The provinces may not be so easily won over on national standards for long-term care – at least not without additional funding, and certainly not without respecting federal and provincial/territorial jurisdictions, two issues that provincial premiers have been vocal about.
“While many have argued that health care is a provincial jurisdiction, health care is actually a shared responsibility between the federal, provincial and territorial governments,” notes Association president Jean-Guy Soulière. “Ultimately, Canadians are looking for real change and real results on long-term care, and it is beyond the right time for all levels of government to address the national crisis in long-term care together – starting with national standards tied to funding.”
The prime minister also tasked multiple ministers, including the ministers of employment and health, to work on “targeted measures for personal support workers as they continue to provide essential services in our communities.” While personal support workers are employed in many different care settings, measures to better assist these often-vulnerable health care workers could help mitigate some of the issues faced by Canadians in care settings including long-term care.

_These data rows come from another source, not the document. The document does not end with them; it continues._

//! Progress-callback trait for per-page extraction events.
//!
//! Inject an [`Arc<dyn ExtractionProgressCallback>`] via
//! [`crate::config::ExtractionConfigBuilder::progress_callback`] to receive
//! events as pages are recognised. Rasterisation happens up front, so the
//! page events cover the recognition stage, which dominates wall-clock time.
//!
//! # Example
//!
//! ```rust
//! use voterroll_extract::{ExtractionProgressCallback, ExtractionConfig};
//! use std::sync::{Arc, atomic::{AtomicUsize, Ordering}};
//!
//! struct CountingCallback {
//!     lines: AtomicUsize,
//! }
//!
//! impl ExtractionProgressCallback for CountingCallback {
//!     fn on_page_complete(&self, _page_num: usize, _total_pages: usize, line_count: usize) {
//!         self.lines.fetch_add(line_count, Ordering::SeqCst);
//!     }
//! }
//!
//! let counter = Arc::new(CountingCallback { lines: AtomicUsize::new(0) });
//!
//! let config = ExtractionConfig::builder()
//!     .progress_callback(counter as Arc<dyn ExtractionProgressCallback>)
//!     .build()
//!     .unwrap();
//! ```

use std::sync::Arc;

/// Called by the extraction pipeline as it processes each page.
///
/// Pages are recognised concurrently, so `on_page_start`,
/// `on_page_complete` and `on_page_error` may be called from different
/// threads in any order. Implementations guard shared state themselves.
/// All methods default to no-ops.
pub trait ExtractionProgressCallback: Send + Sync {
    /// Called once after rasterisation, before any page is recognised.
    ///
    /// # Arguments
    /// * `total_pages`: number of pages that will be recognised
    fn on_extraction_start(&self, total_pages: usize) {
        let _ = total_pages;
    }

    /// Called just before a page is handed to the recognizer.
    fn on_page_start(&self, page_num: usize, total_pages: usize) {
        let _ = (page_num, total_pages);
    }

    /// Called when a page is recognised.
    ///
    /// # Arguments
    /// * `page_num`: 1-indexed page number
    /// * `total_pages`: total pages being recognised
    /// * `line_count`: non-empty text lines the engine produced
    fn on_page_complete(&self, page_num: usize, total_pages: usize, line_count: usize) {
        let _ = (page_num, total_pages, line_count);
    }

    /// Called when a page fails to render or recognise.
    fn on_page_error(&self, page_num: usize, total_pages: usize, error: &str) {
        let _ = (page_num, total_pages, error);
    }

    /// Called once after segmentation and validation.
    ///
    /// # Arguments
    /// * `total_pages`: pages attempted
    /// * `record_count`: voter records accepted
    fn on_extraction_complete(&self, total_pages: usize, record_count: usize) {
        let _ = (total_pages, record_count);
    }
}

/// A no-op implementation for callers that don't need progress events.
pub struct NoopProgressCallback;

impl ExtractionProgressCallback for NoopProgressCallback {}

/// Convenience alias matching the type stored in [`crate::config::ExtractionConfig`].
pub type ProgressCallback = Arc<dyn ExtractionProgressCallback>;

The mandate letters for veterans affairs and national defense delivered wins for serving members and veterans who are women, LGBTQ2 or racialized. Veterans Affairs Minister Lawrence Macaulay is tasked with ensuring these individuals have the supports that meet their needs, including by using disaggregated data* and research to provide tailored programs and services to these veterans who have too often been under-served, under-represented and faced poorer outcomes because of their sex or gender, sexual orientation, race or ethnicity. This shift is focused on equity and fairness for all veterans, and it’s an ask that Federal Retirees has advocated for at multiple levels.
“It’s clear that this government is listening to its stakeholders, and that’s positive,” notes Soulière. “But equally critical will be our follow-through to ensure these promises are honoured.”
The small cabinet shuffle and re-focused mandate letters signal something else, too – the prospect of a federal election. It’s an event likely to happen in late spring, with exact timing dependent on just how the federal government manages the national vaccination procurement and rollout, and on the opposition parties’ response to the federal budget expected sometime this spring.
Spring is a long season, though.
In the meantime, Federal Retirees has several campaigns underway – and you can easily make an impact.
To stay up to date on our current and future advocacy activities, join our Reach 338 network.
By joining Reach 338, you’ll receive regular campaign updates and have the chance to get involved – including in our virtual lobby days coming up this spring and our future federal election campaign!
*What’s disaggregated data? Disaggregated data is data that has been taken from multiple sources (aggregated data) and broken down into smaller units. Disaggregating data involves delving more deeply into a set of results to highlight issues that pertain to individual subsets present with the aggregated data. Data can be disaggregated, for instance, by sex, gender, ethnic background, geographic location or age. Breaking down data in this way helps to expose trends that may otherwise have remained hidden. As a result, disaggregating data can reveal vulnerable groups and can help to make those groups more visible to policymakers.